Even large business interests can come and go, but the political
apparatus itself, the most inherently corrupting of all institutions
given its unavoidably coercive and monopolistic nature, will continue
to inflict misery and loot the disadvantaged on behalf of the powerful.
On the other
hand, unlike moderate libertarians who regard businessmen conspiring
with government to be at worst mere accessories to political crime
made inevitable by the mixed economy, Rothbard does not temper his
indictment of these junior members of the public-private partnerships
of imperialist plunder. Free will exists under the Rothbardian conception
of both political and economic theory, and if there's blame to go
around, the bankers, lobbying CEOs, and saber-rattling policy wonks
deserve a considerable share along with the generals and presidents.
In many writings,
Rothbard scrutinized the unseemly relations between policy makers
and business interests. He championed a revival of libertarian class
analysis, reclaiming the exercise from the Marxists and leftists
who had transformed it from the study of the tax-consuming political
class against the taxpaying subjects into a narrative of the dialectical
struggle between producers and workers. Although Marx and his followers
correctly attacked the modern state for securing privileges for
the most influential business interests, the leftist conception
has turned the classical liberal concept of class analysis on its
head in its advocacy of proletarian capture of the state apparatus
and its casting of producers and entrepreneurs as the inevitable
enemies of the common man. Nevertheless, leftist scholars, particularly
of the New Left variety, have tended to "follow the money"

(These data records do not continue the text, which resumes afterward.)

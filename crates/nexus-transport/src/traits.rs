//! The transport abstraction shared by stdio and HTTP/SSE.
//!
//! A transport moves opaque JSON frames. Inbound frames are pushed into a
//! [`FrameHandler`] installed by the protocol layer; when the handler
//! produces a response frame, the transport delivers it back on the same
//! channel the inbound frame arrived on (the write half for stdio, the
//! HTTP response body for `POST /jsonrpc`). Outbound traffic initiated by
//! this side goes through [`Transport::send`].

use std::fmt;
use std::sync::Arc;

use async_trait::async_trait;
use bytes::Bytes;
use futures::future::BoxFuture;
use serde::{Deserialize, Serialize};

use crate::error::TransportResult;

/// Callback invoked for every inbound frame. Returns the frame to send
/// back, if the inbound frame warranted one.
pub type FrameHandler = Arc<dyn Fn(Bytes) -> BoxFuture<'static, Option<String>> + Send + Sync>;

/// Which wire a transport speaks.
#[derive(Debug, Clone, Copy, Default, PartialEq, Eq, Serialize, Deserialize)]
#[serde(rename_all = "lowercase")]
pub enum TransportKind {
    /// Content-Length framed JSON over stdin/stdout
    #[default]
    Stdio,
    /// HTTP POST inbound, Server-Sent Events outbound
    Http,
}

impl fmt::Display for TransportKind {
    fn fmt(&self, f: &mut fmt::Formatter<'_>) -> fmt::Result {
        match self {
            Self::Stdio => write!(f, "stdio"),
            Self::Http => write!(f, "http"),
        }
    }
}

/// Connection state of a transport.
#[derive(Debug, Clone, PartialEq, Eq)]
pub enum TransportState {
    /// Not connected
    Disconnected,
    /// Connection in progress
    Connecting,
    /// Connected and pumping frames
    Connected,
    /// Connection failed or dropped
    Failed {
        /// Failure reason
        reason: String,
    },
}

impl fmt::Display for TransportState {
    fn fmt(&self, f: &mut fmt::Formatter<'_>) -> fmt::Result {
        match self {
            Self::Disconnected => write!(f, "disconnected"),
            Self::Connecting => write!(f, "connecting"),
            Self::Connected => write!(f, "connected"),
            Self::Failed { reason } => write!(f, "failed: {reason}"),
        }
    }
}

/// A bidirectional frame channel.
#[async_trait]
pub trait Transport: Send + Sync {
    /// Which wire this transport speaks.
    fn kind(&self) -> TransportKind;

    /// Current connection state.
    async fn state(&self) -> TransportState;

    /// Install the inbound frame handler. Must be called before
    /// [`Transport::connect`]; frames arriving without a handler are
    /// dropped with a warning.
    fn set_handler(&self, handler: FrameHandler);

    /// Establish the channel and start pumping inbound frames.
    async fn connect(&self) -> TransportResult<()>;

    /// Tear the channel down. Safe to call in any state.
    async fn disconnect(&self) -> TransportResult<()>;

    /// Send one outbound frame.
    async fn send(&self, frame: Bytes) -> TransportResult<()>;
}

in their examination of government graft, corruption, and war, a
task greatly appreciated by Rothbard and his fellow travelers.
In Wall
Street, Banks, and American Foreign Policy, however, the reader
is treated to more nuance and detail as well as a more coherent
narrative than are common in the leftist works. This is because
the theory behind Rothbard's analysis, unlike the leftist theories,
is sound. One general point bears this out. In failing to grasp
basic economics, the Left falls for the military Keynesianism that
often sees war as a blessing for the economy, if not in all other
ways. In January 2008, left-liberal economics guru Paul Krugman
(who had years earlier called for a Fed-induced housing bubble),
complained on his New
York Times blog:
One
thing I get asked fairly often is whether the Iraq war is responsible
for our economic difficulties. The answer (with slight qualifications)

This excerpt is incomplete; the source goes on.